• [Work to complete] Find the word "that" in the data. Return every line where it appears.

Collected data:
-------------------------

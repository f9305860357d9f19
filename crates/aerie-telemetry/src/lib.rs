//! # Aerie Telemetry
//!
//! Logging and metrics for the analysis framework.
//!
//! ## Components
//!
//! - **Logging**: `tracing-subscriber` with an env filter, pretty or JSON output
//! - **Metrics**: Prometheus counters and histograms for the main loops
//!
//! ## Usage
//!
//! ```rust,ignore
//! use aerie_telemetry::{init_telemetry, TelemetryConfig};
//!
//! fn main() -> anyhow::Result<()> {
//!     let _guard = init_telemetry(TelemetryConfig::from_env())?;
//!     // assemble and run the pipeline
//!     Ok(())
//! }
//! ```
//!
//! ## Environment Variables
//!
//! | Variable | Default | Description |
//! |----------|---------|-------------|
//! | `AERIE_LOG_LEVEL` / `RUST_LOG` | `info` | Log filter directive |
//! | `AERIE_SERVICE_NAME` | `aerie` | Service name in logs |
//! | `AERIE_CONSOLE_OUTPUT` | `true` | Write logs to the console |
//! | `AERIE_JSON_LOGS` | `false` | JSON log lines |
//! | `AERIE_METRICS` | `true` | Register Prometheus metrics |

mod config;
mod logging;
pub mod metrics;

pub use config::TelemetryConfig;
pub use logging::{init_logging, init_test_logging};
pub use metrics::{
    encode_metrics, register_metrics, HistogramTimer, BAGS_COMPLETED, BAGS_FETCHED, BAGS_FILTERED,
    LOOP_TERMINATIONS, MODULE_ERRORS, MODULE_PROCESS_DURATION,
};

use thiserror::Error;

/// Telemetry initialization errors
#[derive(Error, Debug)]
pub enum TelemetryError {
    #[error("Failed to initialize logging: {0}")]
    LoggingInit(String),

    #[error("Failed to initialize Prometheus metrics: {0}")]
    MetricsInit(String),

    #[error("Invalid configuration: {0}")]
    Config(String),
}

/// Initialize logging and, if enabled, the metrics registry.
///
/// Returns a guard that should be held for the lifetime of the application.
pub fn init_telemetry(config: TelemetryConfig) -> Result<TelemetryGuard, TelemetryError> {
    if config.metrics_enabled {
        register_metrics()?;
    }
    init_logging(&config)?;

    Ok(TelemetryGuard {
        service_name: config.service_name,
    })
}

/// Guard that keeps telemetry active.
pub struct TelemetryGuard {
    service_name: String,
}

impl Drop for TelemetryGuard {
    fn drop(&mut self) {
        tracing::info!(service = %self.service_name, "Shutting down telemetry");
    }
}
//! # Single Event Main Loop
//!
//! Fetches exactly one bag and runs it through `modulechain`. Handy for
//! inspecting one event interactively.

use aerie_types::{Configuration, NestError, Service, ServiceContext};

use crate::chain::ModuleChain;
use crate::driver::{drive, LoopSettings, LoopState};
use crate::errors::PipelineError;
use crate::stats::LoopStats;
use crate::traits::{Direction, MainLoop, ModuleResult, Named, Source};

#[derive(Default)]
pub struct SingleEventMainLoop {
    name: String,
    source: Option<Named<dyn Source>>,
    chain: ModuleChain,
    state: LoopState,
}

impl SingleEventMainLoop {
    pub fn new() -> Self {
        Self::default()
    }
}

impl Service for SingleEventMainLoop {
    fn default_configuration(&self) -> Result<Configuration, NestError> {
        let mut config = Configuration::new();
        config
            .parameter::<String>("source")?
            .parameter::<Vec<String>>("modulechain")?;
        Ok(config)
    }

    fn initialize(&mut self, config: &Configuration, ctx: &ServiceContext<'_>) -> Result<(), NestError> {
        self.name = ctx.name().to_string();

        let source_name: String = config.get_parameter("source")?;
        let module_names: Vec<String> = config.get_parameter("modulechain")?;

        self.source = Some(Named::new(
            source_name.clone(),
            ctx.resolve::<dyn Source>(&source_name)?,
        ));
        self.chain = ModuleChain::resolve("modulechain", &module_names, ctx)?;
        Ok(())
    }
}

impl MainLoop for SingleEventMainLoop {
    fn execute(&mut self, direction: Direction) -> Result<(), PipelineError> {
        let source = self.source.as_ref().ok_or_else(|| PipelineError::NoSource {
            main_loop: self.name.clone(),
        })?;
        if self.chain.is_empty() {
            return Err(PipelineError::NoModules {
                main_loop: self.name.clone(),
                chain: self.chain.label().to_string(),
            });
        }

        let settings = LoopSettings {
            update_frequency: 0,
            termination_limit: Some(1),
        };
        let chain = &self.chain;
        drive(&self.name, source, direction, settings, &mut self.state, |bag, index| {
            chain.run(bag, index)
        })
    }

    fn last_result(&self) -> Option<ModuleResult> {
        self.state.last_result
    }

    fn stats(&self) -> LoopStats {
        self.state.stats
    }
}
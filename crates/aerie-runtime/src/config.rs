//! Process-level runtime settings read from the environment.

use std::env;
use std::path::PathBuf;

use aerie_pipeline::Direction;

/// Default prefix of parameter override variables:
/// `AERIE_PARAM__<service>__<parameter>=<value>`.
pub const DEFAULT_OVERRIDE_PREFIX: &str = "AERIE_PARAM__";

#[derive(Debug, Clone, PartialEq, Eq)]
pub struct RuntimeConfig {
    /// Prefix selecting parameter override variables.
    pub override_prefix: String,
    /// Main loop executed by the binary.
    pub main_loop: String,
    pub direction: Direction,
    /// Print the INI dump of every service before `configure()`.
    pub dump_config: bool,
    /// TOML nest file describing the services to assemble.
    pub nest_file: Option<PathBuf>,
}

impl Default for RuntimeConfig {
    fn default() -> Self {
        Self {
            override_prefix: DEFAULT_OVERRIDE_PREFIX.to_string(),
            main_loop: "main".to_string(),
            direction: Direction::Forward,
            dump_config: false,
            nest_file: None,
        }
    }
}

impl RuntimeConfig {
    /// Load from environment variables.
    ///
    /// - `AERIE_PARAM_PREFIX`: override prefix (default: `AERIE_PARAM__`)
    /// - `AERIE_MAIN_LOOP`: main loop name (default: main)
    /// - `AERIE_DIRECTION`: `forward` or `reverse` (default: forward)
    /// - `AERIE_DUMP_CONFIG`: print the assembled configuration (default: false)
    /// - `AERIE_NEST_FILE`: nest file to load
    pub fn from_env() -> Self {
        Self::from_lookup(|key| env::var(key).ok())
    }

    pub fn from_lookup<F>(lookup: F) -> Self
    where
        F: Fn(&str) -> Option<String>,
    {
        let defaults = Self::default();
        Self {
            override_prefix: lookup("AERIE_PARAM_PREFIX")
                .filter(|p| !p.is_empty())
                .unwrap_or(defaults.override_prefix),
            main_loop: lookup("AERIE_MAIN_LOOP").unwrap_or(defaults.main_loop),
            direction: match lookup("AERIE_DIRECTION").map(|d| d.trim().to_lowercase()).as_deref() {
                Some("reverse") | Some("backward") => Direction::Reverse,
                _ => defaults.direction,
            },
            dump_config: lookup("AERIE_DUMP_CONFIG")
                .map(|v| matches!(v.trim().to_lowercase().as_str(), "1" | "true" | "yes" | "on"))
                .unwrap_or(defaults.dump_config),
            nest_file: lookup("AERIE_NEST_FILE").map(PathBuf::from),
        }
    }

    /// Environment variables carrying parameter overrides.
    pub fn overrides_from_env(&self) -> Vec<(String, String)> {
        env::vars()
            .filter(|(key, _)| key.starts_with(&self.override_prefix))
            .collect()
    }
}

-------------------------

• [The completed task]
/// Returns a guard that should be held for the lifetime of the application.
/// Guard that keeps telemetry active.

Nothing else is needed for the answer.